#### [What you should do]
Transcribe the listing from its top line through the line with "the retry bound.". Keep it exact, both ends included, and add nothing.

#### [Information given]
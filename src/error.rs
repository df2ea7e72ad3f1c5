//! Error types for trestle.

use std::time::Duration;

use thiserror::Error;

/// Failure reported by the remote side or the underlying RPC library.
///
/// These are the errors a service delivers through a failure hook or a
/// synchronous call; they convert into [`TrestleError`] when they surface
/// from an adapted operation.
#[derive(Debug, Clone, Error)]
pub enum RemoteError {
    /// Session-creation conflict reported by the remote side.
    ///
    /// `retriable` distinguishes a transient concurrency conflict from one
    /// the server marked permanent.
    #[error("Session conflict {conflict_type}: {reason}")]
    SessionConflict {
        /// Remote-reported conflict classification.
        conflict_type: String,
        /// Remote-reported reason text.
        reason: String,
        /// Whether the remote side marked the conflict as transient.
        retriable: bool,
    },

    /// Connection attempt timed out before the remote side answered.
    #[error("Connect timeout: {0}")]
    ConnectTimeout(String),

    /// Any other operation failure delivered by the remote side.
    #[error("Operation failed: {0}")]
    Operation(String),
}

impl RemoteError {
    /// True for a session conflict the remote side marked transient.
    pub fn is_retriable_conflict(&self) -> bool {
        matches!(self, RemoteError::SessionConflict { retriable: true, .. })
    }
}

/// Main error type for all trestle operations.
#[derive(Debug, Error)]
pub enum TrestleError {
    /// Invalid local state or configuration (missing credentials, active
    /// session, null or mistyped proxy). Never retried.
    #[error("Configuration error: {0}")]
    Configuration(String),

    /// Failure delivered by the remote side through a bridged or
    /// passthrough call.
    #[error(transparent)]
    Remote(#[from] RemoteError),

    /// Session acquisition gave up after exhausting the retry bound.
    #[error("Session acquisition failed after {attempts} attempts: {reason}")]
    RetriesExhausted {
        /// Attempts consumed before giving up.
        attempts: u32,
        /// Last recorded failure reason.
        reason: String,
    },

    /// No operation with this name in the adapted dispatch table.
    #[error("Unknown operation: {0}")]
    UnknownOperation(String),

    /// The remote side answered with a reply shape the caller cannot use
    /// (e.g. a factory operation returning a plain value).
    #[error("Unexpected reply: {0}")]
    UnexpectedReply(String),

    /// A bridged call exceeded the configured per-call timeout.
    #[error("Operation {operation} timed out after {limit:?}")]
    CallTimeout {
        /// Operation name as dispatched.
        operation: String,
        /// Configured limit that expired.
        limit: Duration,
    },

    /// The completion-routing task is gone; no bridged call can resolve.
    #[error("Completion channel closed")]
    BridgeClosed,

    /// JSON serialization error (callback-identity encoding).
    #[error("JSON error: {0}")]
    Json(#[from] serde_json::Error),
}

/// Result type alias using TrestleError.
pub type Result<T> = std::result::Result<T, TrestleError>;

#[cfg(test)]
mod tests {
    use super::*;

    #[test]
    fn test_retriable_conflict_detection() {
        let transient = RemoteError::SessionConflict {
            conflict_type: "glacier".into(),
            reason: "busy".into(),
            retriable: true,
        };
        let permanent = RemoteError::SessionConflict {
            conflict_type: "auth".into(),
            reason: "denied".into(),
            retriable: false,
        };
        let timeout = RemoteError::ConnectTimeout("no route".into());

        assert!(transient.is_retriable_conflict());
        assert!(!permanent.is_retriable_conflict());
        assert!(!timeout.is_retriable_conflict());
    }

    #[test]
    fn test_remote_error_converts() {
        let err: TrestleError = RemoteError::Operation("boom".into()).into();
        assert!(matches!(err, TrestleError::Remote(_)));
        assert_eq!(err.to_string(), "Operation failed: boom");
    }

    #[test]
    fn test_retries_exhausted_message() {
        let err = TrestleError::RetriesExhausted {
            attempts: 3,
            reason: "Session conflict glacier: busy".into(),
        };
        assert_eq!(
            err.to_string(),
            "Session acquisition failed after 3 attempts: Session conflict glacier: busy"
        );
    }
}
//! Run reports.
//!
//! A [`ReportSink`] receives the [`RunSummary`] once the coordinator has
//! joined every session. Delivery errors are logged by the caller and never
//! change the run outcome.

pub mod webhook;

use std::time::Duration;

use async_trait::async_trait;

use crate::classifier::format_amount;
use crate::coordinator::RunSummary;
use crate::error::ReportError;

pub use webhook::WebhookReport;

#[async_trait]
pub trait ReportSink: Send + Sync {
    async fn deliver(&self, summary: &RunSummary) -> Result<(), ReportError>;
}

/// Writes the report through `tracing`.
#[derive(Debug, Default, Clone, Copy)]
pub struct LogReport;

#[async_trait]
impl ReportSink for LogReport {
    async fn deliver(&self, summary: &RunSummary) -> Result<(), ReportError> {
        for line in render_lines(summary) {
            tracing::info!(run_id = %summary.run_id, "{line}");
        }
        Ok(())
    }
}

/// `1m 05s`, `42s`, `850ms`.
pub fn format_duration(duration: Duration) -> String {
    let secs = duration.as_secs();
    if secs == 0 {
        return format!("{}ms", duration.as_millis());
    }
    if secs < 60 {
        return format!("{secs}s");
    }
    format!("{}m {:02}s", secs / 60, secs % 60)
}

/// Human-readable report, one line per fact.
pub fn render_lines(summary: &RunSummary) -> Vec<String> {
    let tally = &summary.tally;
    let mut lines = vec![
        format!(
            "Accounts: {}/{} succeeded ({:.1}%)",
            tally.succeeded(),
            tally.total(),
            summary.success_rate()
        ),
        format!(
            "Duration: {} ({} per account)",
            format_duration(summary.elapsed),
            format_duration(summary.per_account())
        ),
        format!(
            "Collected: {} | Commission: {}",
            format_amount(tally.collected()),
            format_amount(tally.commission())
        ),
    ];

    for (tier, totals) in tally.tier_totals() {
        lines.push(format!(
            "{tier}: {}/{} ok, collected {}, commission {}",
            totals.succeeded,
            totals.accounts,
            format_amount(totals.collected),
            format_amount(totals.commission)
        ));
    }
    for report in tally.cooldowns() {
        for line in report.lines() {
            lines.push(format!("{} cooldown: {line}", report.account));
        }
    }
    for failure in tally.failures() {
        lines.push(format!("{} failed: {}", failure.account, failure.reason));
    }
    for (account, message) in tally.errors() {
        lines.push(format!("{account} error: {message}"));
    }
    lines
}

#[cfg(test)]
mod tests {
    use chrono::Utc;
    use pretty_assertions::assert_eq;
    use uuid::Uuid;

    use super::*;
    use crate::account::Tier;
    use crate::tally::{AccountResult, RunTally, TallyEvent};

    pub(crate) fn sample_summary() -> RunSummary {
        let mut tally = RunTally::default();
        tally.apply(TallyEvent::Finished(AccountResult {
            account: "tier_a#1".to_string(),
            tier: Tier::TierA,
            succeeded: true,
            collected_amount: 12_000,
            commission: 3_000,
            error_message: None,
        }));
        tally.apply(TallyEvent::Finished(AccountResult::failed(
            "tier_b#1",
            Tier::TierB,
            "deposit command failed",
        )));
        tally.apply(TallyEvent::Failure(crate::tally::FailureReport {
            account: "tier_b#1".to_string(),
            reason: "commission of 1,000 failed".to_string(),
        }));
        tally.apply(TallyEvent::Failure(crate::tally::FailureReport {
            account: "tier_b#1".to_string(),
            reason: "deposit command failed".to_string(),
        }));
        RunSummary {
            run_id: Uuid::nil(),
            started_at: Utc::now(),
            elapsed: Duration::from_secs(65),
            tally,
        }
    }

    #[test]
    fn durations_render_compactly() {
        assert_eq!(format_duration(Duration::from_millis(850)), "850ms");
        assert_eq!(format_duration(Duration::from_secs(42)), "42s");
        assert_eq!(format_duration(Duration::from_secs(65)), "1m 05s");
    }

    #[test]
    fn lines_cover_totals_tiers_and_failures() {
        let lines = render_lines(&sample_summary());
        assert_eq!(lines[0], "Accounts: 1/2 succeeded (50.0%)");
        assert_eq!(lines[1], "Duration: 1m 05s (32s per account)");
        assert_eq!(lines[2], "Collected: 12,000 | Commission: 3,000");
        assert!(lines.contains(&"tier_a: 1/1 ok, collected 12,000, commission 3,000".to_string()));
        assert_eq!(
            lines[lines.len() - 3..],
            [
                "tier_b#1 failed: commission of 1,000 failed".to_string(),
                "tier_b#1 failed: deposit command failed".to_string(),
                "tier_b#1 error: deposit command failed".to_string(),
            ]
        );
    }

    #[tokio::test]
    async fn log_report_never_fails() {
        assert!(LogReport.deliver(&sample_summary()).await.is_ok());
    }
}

#### [Result of this exercise]
filename src/error.rs
repository df2ea7e72ad3f1c5
//! Error types for trestle.

use std::time::Duration;

use thiserror::Error;

/// Failure reported by the remote side or the underlying RPC library.
///
/// These are the errors a service delivers through a failure hook or a
/// synchronous call; they convert into [`TrestleError`] when they surface
/// from an adapted operation.
#[derive(Debug, Clone, Error)]
pub enum RemoteError {
    /// Session-creation conflict reported by the remote side.
    ///
    /// `retriable` distinguishes a transient concurrency conflict from one
    /// the server marked permanent.
    #[error("Session conflict {conflict_type}: {reason}")]
    SessionConflict {
        /// Remote-reported conflict classification.
        conflict_type: String,
        /// Remote-reported reason text.
        reason: String,
        /// Whether the remote side marked the conflict as transient.
        retriable: bool,
    },

    /// Connection attempt timed out before the remote side answered.
    #[error("Connect timeout: {0}")]
    ConnectTimeout(String),

    /// Any other operation failure delivered by the remote side.
    #[error("Operation failed: {0}")]
    Operation(String),
}

impl RemoteError {
    /// True for a session conflict the remote side marked transient.
    pub fn is_retriable_conflict(&self) -> bool {
        matches!(self, RemoteError::SessionConflict { retriable: true, .. })
    }
}

/// Main error type for all trestle operations.
#[derive(Debug, Error)]
pub enum TrestleError {
    /// Invalid local state or configuration (missing credentials, active
    /// session, null or mistyped proxy). Never retried.
    #[error("Configuration error: {0}")]
    Configuration(String),

    /// Failure delivered by the remote side through a bridged or
    /// passthrough call.
    #[error(transparent)]
    Remote(#[from] RemoteError),

    /// Session acquisition gave up after exhausting the retry bound.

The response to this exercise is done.